Race was a convenient taxonomy to classify the different people that Europeans saw when they traveled around the world in the 15 and 16th centuries. Carl Linnaeus, the 18th century Swedish botanist, even assigned various traits: Native Americans (wild), Europeans (gentle, law abiding), Asians (melancholic), Africans (ruled by impulse). Well, you get the drift.
In the 20th century, as I wrote in Outdated Syllabus, anthropologists abandoned race as a valid biological construct; it is no longer used to explain the differences between various peoples. But we all are not the same, you may say. Just walk around the agora, and you will be able to distinguish a Malayali from a Punjabi or a Kashmiri from a Naga. Since there is variation among human population and since we can group people by visible biological traits, doesn’t race exist?
No, says Prof. Tara D Carter categorically in Making of the Modern World 1 course (podcast). When we say people are different, we are referring to their — to throw some jargon —phenotypic trait. It just means a quantifiable trait like skin color or hair color or height. These differences occur due to evolution and these traits are preserved since it helps individuals with the traits survive. For example, dark skin is advantageous in warm climates to withstand the ultra-violet radiation. If you are living in a dense forest, it helps to be shorter. Thus this variation is good for us as a species for survival.
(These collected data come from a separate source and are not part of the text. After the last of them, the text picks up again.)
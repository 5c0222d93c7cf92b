//! Per-engine position book. Converts fills into realized PnL.

use std::collections::HashMap;

use rust_decimal::Decimal;
use serde::{Deserialize, Serialize};
use tracing::debug;

use crate::models::{FillEvent, Position};

/// PnL recognised when a fill reduces or reverses a position.
#[derive(Debug, Clone, PartialEq, Eq, Serialize, Deserialize)]
pub struct RealizedPnl {
    pub symbol: String,

    /// Absolute quantity that was closed
    pub closed_quantity: Decimal,

    /// Gross PnL before commission
    pub pnl: Decimal,
}

/// Net positions by symbol. Flat positions are removed.
#[derive(Debug, Default, Clone)]
pub struct PositionTracker {
    positions: HashMap<String, Position>,
}

impl PositionTracker {
    pub fn new() -> Self {
        Self::default()
    }

    /// Apply a fill. Returns realized PnL when any quantity was closed.
    pub fn process_fill(&mut self, fill: &FillEvent) -> Option<RealizedPnl> {
        let signed_qty = fill.signed_quantity();
        if signed_qty.is_zero() {
            return None;
        }

        let Some(position) = self.positions.get_mut(&fill.symbol) else {
            self.positions.insert(
                fill.symbol.clone(),
                Position::open(fill.symbol.clone(), signed_qty, fill.fill_price),
            );
            return None;
        };

        // Same direction: re-weight the average
        if position.quantity.is_sign_negative() == signed_qty.is_sign_negative() {
            position.add(signed_qty, fill.fill_price);
            return None;
        }

        let old_qty = position.quantity;
        let closed_quantity = old_qty.abs().min(signed_qty.abs());
        let direction = if old_qty > Decimal::ZERO {
            Decimal::ONE
        } else {
            Decimal::NEGATIVE_ONE
        };
        let pnl = closed_quantity * (fill.fill_price - position.avg_price) * direction;

        let remaining = old_qty + signed_qty;
        if remaining.is_zero() {
            self.positions.remove(&fill.symbol);
        } else if remaining.is_sign_negative() == old_qty.is_sign_negative() {
            // Partial reduction keeps the original entry price
            position.quantity = remaining;
        } else {
            // Flip: residual opens at the fill price
            position.quantity = remaining;
            position.avg_price = fill.fill_price;
            debug!(symbol = %fill.symbol, residual = %remaining, "Position reversed");
        }

        Some(RealizedPnl {
            symbol: fill.symbol.clone(),
            closed_quantity,
            pnl,
        })
    }

    pub fn get_position(&self, symbol: &str) -> Option<&Position> {
        self.positions.get(symbol)
    }

    /// Read-only snapshot for risk evaluation.
    pub fn all_positions(&self) -> &HashMap<String, Position> {
        &self.positions
    }

    /// Mark open positions to the given prices. Symbols without a mark are skipped.
    pub fn unrealized_pnl(&self, marks: &HashMap<String, Decimal>) -> Decimal {
        self.positions
            .values()
            .filter_map(|p| marks.get(&p.symbol).map(|mark| p.unrealized_pnl(*mark)))
            .sum()
    }

    /// Aggregate open notional at entry prices.
    pub fn gross_exposure(&self) -> Decimal {
        self.positions.values().map(Position::notional).sum()
    }

    pub fn open_count(&self) -> usize {
        self.positions.len()
    }
}

#[cfg(test)]
mod tests {
    use super::*;
    use crate::models::OrderDirection;
    use chrono::Utc;
    use rust_decimal_macros::dec;

    fn fill(direction: OrderDirection, quantity: Decimal, price: Decimal) -> FillEvent {
        FillEvent {
            order_id: "test".to_string(),
            symbol: "BTC".to_string(),
            direction,
            quantity,
            fill_price: price,
            commission: Decimal::ZERO,
            timestamp: Utc::now(),
        }
    }

    #[test]
    fn test_open_and_average() {
        let mut tracker = PositionTracker::new();
        assert!(tracker.process_fill(&fill(OrderDirection::Buy, dec!(1), dec!(100))).is_none());
        assert!(tracker.process_fill(&fill(OrderDirection::Buy, dec!(3), dec!(200))).is_none());

        let pos = tracker.get_position("BTC").unwrap();
        assert_eq!(pos.quantity, dec!(4));
        assert_eq!(pos.avg_price, dec!(175)); // (100 + 600) / 4
    }

    #[test]
    fn test_partial_close_realizes_pnl() {
        let mut tracker = PositionTracker::new();
        tracker.process_fill(&fill(OrderDirection::Buy, dec!(2), dec!(100)));

        let realized = tracker
            .process_fill(&fill(OrderDirection::Sell, dec!(0.5), dec!(120)))
            .unwrap();
        assert_eq!(realized.closed_quantity, dec!(0.5));
        assert_eq!(realized.pnl, dec!(10));

        let pos = tracker.get_position("BTC").unwrap();
        assert_eq!(pos.quantity, dec!(1.5));
        assert_eq!(pos.avg_price, dec!(100));
    }

    #[test]
    fn test_short_close_removes_position() {
        let mut tracker = PositionTracker::new();
        tracker.process_fill(&fill(OrderDirection::Sell, dec!(1), dec!(100)));

        // Short covered lower is a gain
        let realized = tracker
            .process_fill(&fill(OrderDirection::Buy, dec!(1), dec!(90)))
            .unwrap();
        assert_eq!(realized.pnl, dec!(10));
        assert!(tracker.get_position("BTC").is_none());
        assert_eq!(tracker.open_count(), 0);
    }

    #[test]
    fn test_flip_opens_residual_at_fill_price() {
        let mut tracker = PositionTracker::new();
        tracker.process_fill(&fill(OrderDirection::Buy, dec!(1), dec!(100)));

        let realized = tracker
            .process_fill(&fill(OrderDirection::Sell, dec!(3), dec!(110)))
            .unwrap();
        // Only the closed unit is realized
        assert_eq!(realized.closed_quantity, dec!(1));
        assert_eq!(realized.pnl, dec!(10));

        let pos = tracker.get_position("BTC").unwrap();
        assert_eq!(pos.quantity, dec!(-2));
        assert_eq!(pos.avg_price, dec!(110));
    }

    #[test]
    fn test_unrealized_and_exposure() {
        let mut tracker = PositionTracker::new();
        tracker.process_fill(&fill(OrderDirection::Buy, dec!(2), dec!(100)));

        let mut marks = HashMap::new();
        marks.insert("BTC".to_string(), dec!(105));
        assert_eq!(tracker.unrealized_pnl(&marks), dec!(10));
        assert_eq!(tracker.gross_exposure(), dec!(200));
    }
}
These adaptations do not occur randomly, but is dictated by geography. Over a long period, the advantageous traits become common in a population; the differences among us is just an adaptation. To conclude, biologically we all are the same.
“…ultra violent radiation.”
Did you mean ultra-violet radiation? Though, one could argue that UV radiation is violent to DNA. 🙂
Kaffir, Thanks! non-violent, it is.
Sorry JK, but I would advise you to completely ignore modern Western Anthropolgy. It is mostly gibberish. Biologists do not agree. They call races “populations” now due to political correctness. There are many differences biologically due to evolution and adaptation. Yes as humans we are mostly similar, but pygmies in africa and Han chinese can be easily identified by a DNA test. Do not fall into a liberal universalist trap
Contemplationist, Thanks. Do you have any references for this. I am curious.
@comtemplationist:
Populations, races, whatever…, the real question is, is population/race better than the other (choose any interpretation of the word “better”) just because of the genes?
is one* population better than…
Kader
Why are you so interested in “better” or “worse”? Why not just be interested in the empirical truth first? You can fight over values/norms later.
JK
Thanks. I would ask you to start with this interview of a very eminent biologist (and no eminent not in the derogatory sense that would pertain to “eminent” historians like Romila Thapar 😉 ).
http://www.gnxp.com/MT2/archives/001951.html
Well… first of all, a question… my name… was that a typo or you are not an Indian?
Then, I am interested in “better” or “worse” because “better” or “worse” is the crux of the race theory. As long as we stay away from the now-disproved 18th century notion of vertical heirarchy, I have absolutely no problems.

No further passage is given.